Collected data
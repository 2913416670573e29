use chrono::{DateTime, NaiveDate, Utc};
use serde::{Deserialize, Serialize};
use thiserror::Error;

use shared_models::error::AppError;
use shared_models::Language;
use shared_utils::validation::FieldErrors;

// ==============================================================================
// CLIENT (PATIENT RECORD) MODELS
// ==============================================================================

#[derive(Debug, Clone, Copy, Default, PartialEq, Eq, Serialize, Deserialize, sqlx::Type)]
#[serde(rename_all = "lowercase")]
#[sqlx(rename_all = "lowercase")]
pub enum ContactPreference {
    #[default]
    Email,
    Phone,
    Sms,
}

#[derive(Debug, Clone, Serialize, sqlx::FromRow)]
pub struct Client {
    pub id: i64,
    pub user_id: Option<i64>,
    pub first_name: String,
    pub last_name: String,
    pub email: String,
    pub phone: String,
    pub date_of_birth: Option<NaiveDate>,
    pub address: Option<String>,
    pub preferred_language: Language,
    pub contact_preference: ContactPreference,
    pub primary_doctor_id: Option<i64>,
    pub allergies: Option<String>,
    pub medical_history: Option<String>,
    /// Staff-only remarks, hidden from the patient portal.
    pub notes: Option<String>,
    pub created_at: DateTime<Utc>,
    pub updated_at: DateTime<Utc>,
}

impl Client {
    pub fn full_name(&self) -> String {
        format!("{} {}", self.first_name, self.last_name)
    }
}

/// What a patient sees of their own record.
#[derive(Debug, Clone, Serialize)]
pub struct PatientProfile {
    pub id: i64,
    pub first_name: String,
    pub last_name: String,
    pub email: String,
    pub phone: String,
    pub date_of_birth: Option<NaiveDate>,
    pub address: Option<String>,
    pub preferred_language: Language,
    pub contact_preference: ContactPreference,
    pub primary_doctor_id: Option<i64>,
    pub allergies: Option<String>,
}

impl From<Client> for PatientProfile {
    fn from(client: Client) -> Self {
        Self {
            id: client.id,
            first_name: client.first_name,
            last_name: client.last_name,
            email: client.email,
            phone: client.phone,
            date_of_birth: client.date_of_birth,
            address: client.address,
            preferred_language: client.preferred_language,
            contact_preference: client.contact_preference,
            primary_doctor_id: client.primary_doctor_id,
            allergies: client.allergies,
        }
    }
}

#[derive(Debug, Clone, Default, Deserialize)]
pub struct CreateClientRequest {
    pub user_id: Option<i64>,
    pub first_name: String,
    pub last_name: String,
    pub email: String,
    pub phone: String,
    pub date_of_birth: Option<String>,
    pub address: Option<String>,
    pub preferred_language: Option<Language>,
    pub contact_preference: Option<ContactPreference>,
    pub primary_doctor_id: Option<i64>,
    pub allergies: Option<String>,
    pub medical_history: Option<String>,
    pub notes: Option<String>,
}

#[derive(Debug, Clone, PartialEq)]
pub struct NewClient {
    pub user_id: Option<i64>,
    pub first_name: String,
    pub last_name: String,
    pub email: String,
    pub phone: String,
    pub date_of_birth: Option<NaiveDate>,
    pub address: Option<String>,
    pub preferred_language: Language,
    pub contact_preference: ContactPreference,
    pub primary_doctor_id: Option<i64>,
    pub allergies: Option<String>,
    pub medical_history: Option<String>,
    pub notes: Option<String>,
}

impl CreateClientRequest {
    pub fn validate(self) -> Result<NewClient, AppError> {
        let mut errors = FieldErrors::new();

        errors.required(&self.first_name, "first_name");
        errors.required(&self.last_name, "last_name");
        errors.email(&self.email, "email");
        errors.phone(&self.phone, "phone");
        let date_of_birth = self
            .date_of_birth
            .as_deref()
            .and_then(|d| errors.date(d, "date_of_birth"));

        errors.into_result()?;

        Ok(NewClient {
            user_id: self.user_id,
            first_name: self.first_name.trim().to_string(),
            last_name: self.last_name.trim().to_string(),
            email: self.email.trim().to_lowercase(),
            phone: self.phone,
            date_of_birth,
            address: self.address,
            preferred_language: self.preferred_language.unwrap_or_default(),
            contact_preference: self.contact_preference.unwrap_or_default(),
            primary_doctor_id: self.primary_doctor_id,
            allergies: self.allergies,
            medical_history: self.medical_history,
            notes: self.notes,
        })
    }
}

#[derive(Debug, Clone, Default, Deserialize)]
pub struct UpdateClientRequest {
    pub first_name: Option<String>,
    pub last_name: Option<String>,
    pub email: Option<String>,
    pub phone: Option<String>,
    pub date_of_birth: Option<String>,
    pub address: Option<String>,
    pub preferred_language: Option<Language>,
    pub contact_preference: Option<ContactPreference>,
    pub primary_doctor_id: Option<i64>,
    pub allergies: Option<String>,
    pub medical_history: Option<String>,
    pub notes: Option<String>,
}

/// Validated partial update; `None` keeps the stored value.
#[derive(Debug, Clone, Default, PartialEq)]
pub struct ClientChanges {
    pub first_name: Option<String>,
    pub last_name: Option<String>,
    pub email: Option<String>,
    pub phone: Option<String>,
    pub date_of_birth: Option<NaiveDate>,
    pub address: Option<String>,
    pub preferred_language: Option<Language>,
    pub contact_preference: Option<ContactPreference>,
    pub primary_doctor_id: Option<i64>,
    pub allergies: Option<String>,
    pub medical_history: Option<String>,
    pub notes: Option<String>,
}

impl UpdateClientRequest {
    pub fn validate(self) -> Result<ClientChanges, AppError> {
        let mut errors = FieldErrors::new();

        if let Some(first_name) = &self.first_name {
            errors.required(first_name, "first_name");
        }
        if let Some(last_name) = &self.last_name {
            errors.required(last_name, "last_name");
        }
        if let Some(email) = &self.email {
            errors.email(email, "email");
        }
        if let Some(phone) = &self.phone {
            errors.phone(phone, "phone");
        }
        let date_of_birth = self
            .date_of_birth
            .as_deref()
            .and_then(|d| errors.date(d, "date_of_birth"));

        errors.into_result()?;

        Ok(ClientChanges {
            first_name: self.first_name.map(|v| v.trim().to_string()),
            last_name: self.last_name.map(|v| v.trim().to_string()),
            email: self.email.map(|v| v.trim().to_lowercase()),
            phone: self.phone,
            date_of_birth,
            address: self.address,
            preferred_language: self.preferred_language,
            contact_preference: self.contact_preference,
            primary_doctor_id: self.primary_doctor_id,
            allergies: self.allergies,
            medical_history: self.medical_history,
            notes: self.notes,
        })
    }
}

/// Fields a patient may change on their own record.
#[derive(Debug, Clone, Default, Deserialize)]
pub struct UpdateProfileRequest {
    pub first_name: Option<String>,
    pub last_name: Option<String>,
    pub phone: Option<String>,
    pub date_of_birth: Option<String>,
    pub address: Option<String>,
    pub preferred_language: Option<Language>,
    pub contact_preference: Option<ContactPreference>,
    pub allergies: Option<String>,
}

impl From<UpdateProfileRequest> for UpdateClientRequest {
    fn from(profile: UpdateProfileRequest) -> Self {
        Self {
            first_name: profile.first_name,
            last_name: profile.last_name,
            phone: profile.phone,
            date_of_birth: profile.date_of_birth,
            address: profile.address,
            preferred_language: profile.preferred_language,
            contact_preference: profile.contact_preference,
            allergies: profile.allergies,
            ..Default::default()
        }
    }
}

#[derive(Debug, Clone, Default, Deserialize)]
pub struct ClientQuery {
    pub search: Option<String>,
    pub page: Option<u32>,
    pub limit: Option<u32>,
}

// ==============================================================================
// MEDICAL NOTE MODELS
// ==============================================================================

#[derive(Debug, Clone, Serialize, sqlx::FromRow)]
pub struct MedicalNote {
    pub id: i64,
    pub client_id: i64,
    pub doctor_id: i64,
    pub appointment_id: Option<i64>,
    pub content: String,
    pub is_private: bool,
    pub doctor_name: String,
    pub created_at: DateTime<Utc>,
    pub updated_at: DateTime<Utc>,
}

#[derive(Debug, Clone, Deserialize)]
pub struct CreateMedicalNoteRequest {
    pub content: String,
    pub appointment_id: Option<i64>,
    /// Notes are private unless explicitly shared with the patient.
    pub is_private: Option<bool>,
}

#[derive(Debug, Clone, PartialEq)]
pub struct NewMedicalNote {
    pub content: String,
    pub appointment_id: Option<i64>,
    pub is_private: bool,
}

impl CreateMedicalNoteRequest {
    pub fn validate(self) -> Result<NewMedicalNote, AppError> {
        let mut errors = FieldErrors::new();
        errors.required(&self.content, "content");
        errors.into_result()?;

        Ok(NewMedicalNote {
            content: self.content,
            appointment_id: self.appointment_id,
            is_private: self.is_private.unwrap_or(true),
        })
    }
}

#[derive(Debug, Clone, Default, Deserialize)]
pub struct UpdateMedicalNoteRequest {
    pub content: Option<String>,
    pub is_private: Option<bool>,
}

impl UpdateMedicalNoteRequest {
    pub fn validate(self) -> Result<Self, AppError> {
        let mut errors = FieldErrors::new();
        if let Some(content) = &self.content {
            errors.required(content, "content");
        }
        errors.into_result()?;
        Ok(self)
    }
}

// ==============================================================================
// ERRORS
// ==============================================================================

#[derive(Debug, Error)]
pub enum PatientError {
    #[error("Patient not found")]
    NotFound,

    #[error("No patient record is linked to this account")]
    NoLinkedRecord,

    #[error("Medical note not found")]
    NoteNotFound,

    #[error("Only the author may modify this note")]
    NotAuthor,

    #[error("Appointment does not belong to this patient")]
    ForeignAppointment,

    #[error("Doctor {0} does not exist")]
    UnknownDoctor(i64),

    #[error("Database error: {0}")]
    Database(#[from] sqlx::Error),
}

impl From<PatientError> for AppError {
    fn from(err: PatientError) -> Self {
        match err {
            PatientError::NotFound | PatientError::NoLinkedRecord | PatientError::NoteNotFound => {
                AppError::NotFound(err.to_string())
            }
            PatientError::NotAuthor => AppError::Forbidden(err.to_string()),
            PatientError::ForeignAppointment => AppError::validation("appointment_id", &err.to_string()),
            PatientError::UnknownDoctor(_) => AppError::validation("primary_doctor_id", &err.to_string()),
            PatientError::Database(e) => AppError::from(e),
        }
    }
}
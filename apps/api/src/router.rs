use std::sync::Arc;

use axum::{routing::get, Router};

use admin_cell::admin_routes;
use auth_cell::auth_routes;
use doctor_cell::doctor_routes;
use faq_cell::faq_routes;
use patient_cell::patient_routes;
use settings_cell::settings_routes;
use shared_database::AppState;

pub fn create_router(state: Arc<AppState>) -> Router {
    Router::new()
        .route("/", get(|| async { "MRMS API is running!" }))
        .nest("/api/auth", auth_routes(state.clone()))
        .nest("/api/patient", patient_routes(state.clone()))
        .nest("/api/medecin", doctor_routes(state.clone()))
        .nest("/api/admin", admin_routes(state.clone()))
        .nest("/api/faq", faq_routes(state.clone()))
        .nest("/api/parametres", settings_routes(state))
}
use std::fmt;
use std::str::FromStr;

use chrono::{DateTime, Utc};
use serde::{Deserialize, Serialize};

use crate::error::AppError;
use crate::permissions::{self, Permission};

#[derive(Debug, Clone, Copy, PartialEq, Eq, Hash, Serialize, Deserialize, sqlx::Type)]
#[serde(rename_all = "lowercase")]
#[sqlx(rename_all = "lowercase")]
pub enum Role {
    #[serde(alias = "admin")]
    Administrator,
    #[serde(alias = "medecin")]
    Doctor,
    Patient,
}

impl Role {
    pub const ALL: [Role; 3] = [Role::Administrator, Role::Doctor, Role::Patient];

    pub fn as_str(&self) -> &'static str {
        match self {
            Role::Administrator => "administrator",
            Role::Doctor => "doctor",
            Role::Patient => "patient",
        }
    }
}

impl fmt::Display for Role {
    fn fmt(&self, f: &mut fmt::Formatter<'_>) -> fmt::Result {
        f.write_str(self.as_str())
    }
}

impl FromStr for Role {
    type Err = String;

    fn from_str(s: &str) -> Result<Self, Self::Err> {
        match s.to_ascii_lowercase().as_str() {
            "administrator" | "admin" => Ok(Role::Administrator),
            "doctor" | "medecin" => Ok(Role::Doctor),
            "patient" => Ok(Role::Patient),
            other => Err(format!("Unknown role: {}", other)),
        }
    }
}

#[derive(Debug, Clone, Serialize, Deserialize)]
pub struct JwtClaims {
    pub sub: String,
    pub email: String,
    pub role: Role,
    pub iat: i64,
    pub exp: i64,
}

/// Row of the `users` table.
#[derive(Debug, Clone, Serialize, sqlx::FromRow)]
pub struct User {
    pub id: i64,
    pub email: String,
    #[serde(skip_serializing)]
    pub password_hash: String,
    pub first_name: String,
    pub last_name: String,
    pub phone: Option<String>,
    pub role: Role,
    pub is_active: bool,
    pub created_at: DateTime<Utc>,
    pub updated_at: DateTime<Utc>,
}

impl User {
    pub fn full_name(&self) -> String {
        format!("{} {}", self.first_name, self.last_name)
    }
}

/// Identity attached to a request by the auth middleware.
#[derive(Debug, Clone, PartialEq, Eq)]
pub struct AuthUser {
    pub id: i64,
    pub email: String,
    pub role: Role,
}

impl AuthUser {
    pub fn is_admin(&self) -> bool {
        permissions::is_admin(self.role)
    }

    pub fn can(&self, permission: Permission) -> bool {
        permissions::has_permission(self.role, permission)
    }

    pub fn require(&self, permission: Permission) -> Result<(), AppError> {
        if self.can(permission) {
            Ok(())
        } else {
            Err(AppError::Forbidden(format!(
                "Role '{}' is not allowed to {}",
                self.role,
                permission.as_str()
            )))
        }
    }

    pub fn require_role(&self, role: Role) -> Result<(), AppError> {
        if self.role == role {
            Ok(())
        } else {
            Err(AppError::Forbidden(format!("This resource is reserved to the {} role", role)))
        }
    }
}

#[derive(Debug, Serialize, Deserialize)]
pub struct TokenResponse {
    pub valid: bool,
    pub user_id: i64,
    pub email: String,
    pub role: Role,
}

#[cfg(test)]
mod tests {
    use super::*;
    use assert_matches::assert_matches;

    #[test]
    fn test_role_parsing_accepts_aliases() {
        assert_eq!("admin".parse::<Role>().unwrap(), Role::Administrator);
        assert_eq!("Medecin".parse::<Role>().unwrap(), Role::Doctor);
        assert_eq!("patient".parse::<Role>().unwrap(), Role::Patient);
        assert!("nurse".parse::<Role>().is_err());
    }

    #[test]
    fn test_role_serde_names() {
        assert_eq!(serde_json::to_string(&Role::Administrator).unwrap(), "\"administrator\"");
        let role: Role = serde_json::from_str("\"admin\"").unwrap();
        assert_eq!(role, Role::Administrator);
    }

    #[test]
    fn test_require_permission() {
        let patient = AuthUser {
            id: 1,
            email: "p@clinic.test".to_string(),
            role: Role::Patient,
        };
        assert!(patient.require(Permission::BookAppointment).is_ok());
        assert_matches!(patient.require(Permission::ManageUsers), Err(AppError::Forbidden(_)));
        assert_matches!(patient.require_role(Role::Doctor), Err(AppError::Forbidden(_)));
    }
}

▶ [Exercise directions]: The answer consists of the lines above that include the word "ForeignAppointment", each copied exactly.

▶ [Result]:
    ForeignAppointment,
            PatientError::ForeignAppointment => AppError::validation("appointment_id", &err.to_string()),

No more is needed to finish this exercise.